Well, it was funny at the time.

Anyway, it's true that the easy accessibility of professional entertainment (often electronically enhanced) has largely killed off amateur musical efforts. This is too bad, as singing is a lot of fun, and most people can do an OK job of it - especially in a group - with a little practice and low expectations on the part of the audience.

Anonymous said...

Many of those wasp latin dances that you mentioned came from their afro latin community please read the history of salsa ,tango ,cha cha white latins were horrified but eventually took these dances up.Whites generally have liked black dance styles a take them for there own

Anonymous said...

Luckily, ballroom and latin is making a comeback in colleges, giving a break from the horrible system in high school (outside colleges, though, ballroom and latin dance places can have dismal average ages of 35+). People who do ballroom and latin dance, as far as I can tell, are 1 SD below the mean in attractiveness, but 1 SD above the mean in IQ. It's a tradeoff. I've found the best balance, as well as most enjoyment, in salsa dancing.

That depends on where and at what level you dance at. Go to any high level Latin dance club in LA, SF or NYC and you’ll find some pretty hot women (e.g. former Russian ballet dancers, etc). The problem for most guys is these places are pretty cut-throat where all the babes will flock around the few alpha males for a dance or two rather than waste the evening with betas.

John of London said...

I hope it's not too late to add a few random observations.
American dance music has always been Black. As it's been taken over by Whites, this has been forgotten. See old 78s with "Foxtrot (Negro dance)" on the label.Vernon and Irene Castle before WWI used only James Europe's Black dance band. An interesting example of how White musicians displaced Blacks is that JE's band played a similar role during WWI to Glen MIller's in WWII. Not that GM's band wasn't immeasurably superior to anything that passes for dance music today, tho not as good as Basie, IMO.
In the swing era there was a great deal of very competitive improvisatory dancing (in couples), and Blacks were better at it. I've read that White dancers who really fancied themselves would go to Black dancehalls in NYC (the reverse wasn't allowed, of course). This sort of dancing continued as Jiving in the early rock and roll era.
Even middle aged White people can dumb down.From Texas two-step to line dancing. Another way of avoiding having to ask a lady to dance.

Anonymous said...

"People who do ballroom and latin dance, as far as I can tell, are 1 SD below the mean in attractiveness, but 1 SD above the mean in IQ. It's a tradeoff. I've found the best balance, as well as most enjoyment, in salsa dancing."

Salsa music and salsa dancing is significantly more African than most Black-American music and dance styles.
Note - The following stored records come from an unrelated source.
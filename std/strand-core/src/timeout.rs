///
/// Wait timeouts.
///
/// Every blocking operation takes a timeout in milliseconds. `0` polls
/// without blocking and `WAIT_INFINITE` blocks until the condition holds.
///

use std::time::{Duration, Instant};

pub const WAIT_INFINITE: u32 = u32::MAX;

/// Converts a millisecond timeout to an absolute deadline.
/// Returns `None` for `WAIT_INFINITE`.
pub fn deadline_after(timeout_ms: u32) -> Option<Instant> {
    if timeout_ms == WAIT_INFINITE {
        None
    } else {
        Some(Instant::now() + Duration::from_millis(u64::from(timeout_ms)))
    }
}
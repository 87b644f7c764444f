///
/// Mutex + condition pair wait object.
///
/// `Set` on a manual-reset signal wakes every waiter; on an auto-reset signal
/// it wakes one, and the first waiter to reacquire the mutex consumes the
/// flag. A flag set with nobody waiting stays set until consumed or reset.
///

use parking_lot::{Condvar, Mutex};

use strand_core::{WAIT_INFINITE, deadline_after};

use super::RawSignal;

pub struct CondvarSignal {
    signaled: Mutex<bool>,
    condition: Condvar,
    manual_reset: bool,
}

impl RawSignal for CondvarSignal {
    fn new(manual_reset: bool) -> Option<Self> {
        Some(Self {
            signaled: Mutex::new(false),
            condition: Condvar::new(),
            manual_reset,
        })
    }

    fn set(&self) -> bool {
        let mut signaled = self.signaled.lock();
        *signaled = true;
        if self.manual_reset {
            self.condition.notify_all();
        } else {
            self.condition.notify_one();
        }
        true
    }

    fn reset(&self) -> bool {
        std::mem::replace(&mut *self.signaled.lock(), false)
    }

    fn check(&self) -> bool {
        *self.signaled.lock()
    }

    fn wait(&self, timeout_ms: u32) -> bool {
        let mut signaled = self.signaled.lock();

        if timeout_ms == WAIT_INFINITE {
            while !*signaled {
                self.condition.wait(&mut signaled);
            }
        } else if let Some(deadline) = deadline_after(timeout_ms) {
            while !*signaled {
                if self.condition.wait_until(&mut signaled, deadline).timed_out() {
                    break;
                }
            }
        }

        if !*signaled {
            return false;
        }
        if !self.manual_reset {
            *signaled = false;
        }
        true
    }
}
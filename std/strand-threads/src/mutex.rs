//!
//! FastMutex
//!
//! A low-overhead lock for short critical sections where the common case is
//! uncontended. Acquisition is one compare-exchange of the owner slot from
//! `0` (free) to the caller's thread id. On contention the caller sleeps for
//! `spin_sleep_ms` (or yields when it is `0`) between attempts instead of
//! pegging a core.
//!
//! ## Reentrancy
//!
//! The lock is reentrant. A thread that already owns it takes the fast path
//! (no atomic read-modify-write) and bumps `depth`; every `lock` must be
//! paired with an `unlock`, and the owner slot is cleared only when the depth
//! returns to zero.
//!
//! `unlock` does not check who is calling. Unlocking a mutex the caller does
//! not hold corrupts it; unlocking one that nobody holds panics.
//!
//! Usage:
//! ```rust,ignore
//! let m = FastMutex::new();
//! {
//!     let _guard = m.guard();
//!     // critical section
//! }
//! ```
//!

use std::sync::atomic::{AtomicU32, AtomicU64, Ordering};

use crate::sys::{Native, Platform};
use crate::thread::current_thread_id;

const FREE: u64 = 0;

#[derive(Debug, Default)]
pub struct FastMutex {
    owner: AtomicU64,
    depth: AtomicU32,
}

impl FastMutex {
    pub const fn new() -> Self {
        Self {
            owner: AtomicU64::new(FREE),
            depth: AtomicU32::new(0),
        }
    }

    pub fn try_lock(&self) -> bool {
        self.try_lock_as(current_thread_id())
    }

    #[inline]
    pub fn try_lock_as(&self, thread_id: u64) -> bool {
        assert_ne!(thread_id, FREE, "thread id 0 marks a free FastMutex");

        if self.owner.load(Ordering::Relaxed) != thread_id
            && self
                .owner
                .compare_exchange(FREE, thread_id, Ordering::Acquire, Ordering::Relaxed)
                .is_err()
        {
            return false;
        }

        self.depth.fetch_add(1, Ordering::Relaxed);
        true
    }

    pub fn lock(&self) {
        self.lock_as(current_thread_id(), strand_core::config::get().spin_sleep_ms);
    }

    pub fn lock_as(&self, thread_id: u64, spin_sleep_ms: u32) {
        while !self.try_lock_as(thread_id) {
            if spin_sleep_ms == 0 {
                Native::yield_now();
            } else {
                Native::sleep_ms(spin_sleep_ms);
            }
        }
    }

    pub fn unlock(&self) {
        let depth = self.depth.load(Ordering::Relaxed);
        assert!(depth > 0, "unlock of a FastMutex that is not held");

        self.depth.store(depth - 1, Ordering::Relaxed);
        if depth == 1 {
            self.owner.store(FREE, Ordering::Release);
        }
    }

    pub fn guard(&self) -> FastMutexGuard<'_> {
        self.lock();
        FastMutexGuard { mutex: self }
    }

    pub fn owner_id(&self) -> u64 {
        self.owner.load(Ordering::Relaxed)
    }

    /// Only meaningful when read by the owning thread.
    pub fn depth(&self) -> u32 {
        self.depth.load(Ordering::Relaxed)
    }

    pub fn is_locked(&self) -> bool {
        self.owner_id() != FREE
    }

    pub fn is_owned_by_current_thread(&self) -> bool {
        self.owner_id() == current_thread_id()
    }
}

pub struct FastMutexGuard<'a> {
    mutex: &'a FastMutex,
}

impl Drop for FastMutexGuard<'_> {
    fn drop(&mut self) {
        self.mutex.unlock();
    }
}

#[cfg(test)]
mod tests {
    use super::*;
    use std::cell::UnsafeCell;
    use std::sync::Arc;
    use std::thread;

    struct Shared {
        mutex: FastMutex,
        counter: UnsafeCell<u64>,
    }

    unsafe impl Sync for Shared {}

    #[test]
    fn test_mutex_basic() {
        let m = FastMutex::new();
        assert!(!m.is_locked());

        m.lock();
        assert!(m.is_locked());
        assert!(m.is_owned_by_current_thread());
        assert_eq!(m.depth(), 1);

        m.unlock();
        assert!(!m.is_locked());
        assert_eq!(m.owner_id(), 0);
    }

    #[test]
    fn test_mutex_reentrant() {
        let m = FastMutex::new();
        m.lock();
        m.lock();
        assert!(m.try_lock());
        assert_eq!(m.depth(), 3);

        m.unlock();
        m.unlock();
        assert!(m.is_locked());
        m.unlock();
        assert!(!m.is_locked());
    }

    #[test]
    fn test_try_lock_fails_for_other_thread() {
        let m = Arc::new(FastMutex::new());
        m.lock();

        let other = Arc::clone(&m);
        let acquired = thread::spawn(move || other.try_lock()).join().unwrap();
        assert!(!acquired);

        m.unlock();
        let other = Arc::clone(&m);
        let acquired = thread::spawn(move || {
            let ok = other.try_lock();
            if ok {
                other.unlock();
            }
            ok
        })
        .join()
        .unwrap();
        assert!(acquired);
    }

    #[test]
    fn test_explicit_thread_ids() {
        let m = FastMutex::new();
        assert!(m.try_lock_as(7));
        assert!(!m.try_lock_as(8));
        assert!(m.try_lock_as(7));
        assert_eq!(m.owner_id(), 7);
        m.unlock();
        m.unlock();
        m.lock_as(8, 1);
        assert_eq!(m.owner_id(), 8);
        m.unlock();
    }

    #[test]
    #[should_panic(expected = "not held")]
    fn test_unlock_unheld_panics() {
        let m = FastMutex::new();
        m.unlock();
    }

    #[test]
    fn test_mutex_concurrent() {
        let shared = Arc::new(Shared {
            mutex: FastMutex::new(),
            counter: UnsafeCell::new(0),
        });

        let handles: Vec<_> = (0..4).map(|_| {
            let shared = Arc::clone(&shared);
            thread::spawn(move || {
                for _ in 0..1_000 {
                    let _guard = shared.mutex.guard();
                    unsafe { *shared.counter.get() += 1; }
                }
            })
        }).collect();

        for h in handles {
            h.join().unwrap();
        }

        assert_eq!(unsafe { *shared.counter.get() }, 4_000);
    }
}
The people who either dance or play the music may not be particularly African looking, but much of the music is, and the watered down, ball room style we see today on shows like "Dancing With the Stars" really doesn’t do justice to how these dances are really done by people in these Latin American countries or communities.


Examples:

Mambo Salsa
http://www.youtube.com/watch?v=N4ULm7ha5pY&feature=PlayList&p=1EA96025CF8B85F0&index=26

social dancing cuban salsa
http://www.youtube.com/watch?v=-YE_QFzce68&feature=PlayList&p=E1AFD712C0D5FAEF&index=18

Danzon Son Mambo Chachacha Casino - from Havana, Cuba
http://www.youtube.com/watch?v=11qPpZAZyMY


And how do you know the mean IQ of these people? Did you administer tests or something?

HughRistik said...

When I said:

"People who do ballroom and latin dance, as far as I can tell, are 1 SD below the mean in attractiveness, but 1 SD above the mean in IQ. It's a tradeoff. I've found the best balance, as well as most enjoyment, in salsa dancing."

I was talking about white middle class people. I agree that white people latin dance doesn't do justice to the real thing. But it works for white and Asian people.

anonymous said:
"And how do you know the mean IQ of these people? Did you administer tests or something?"

Yes. I administered the tests while dancing with them.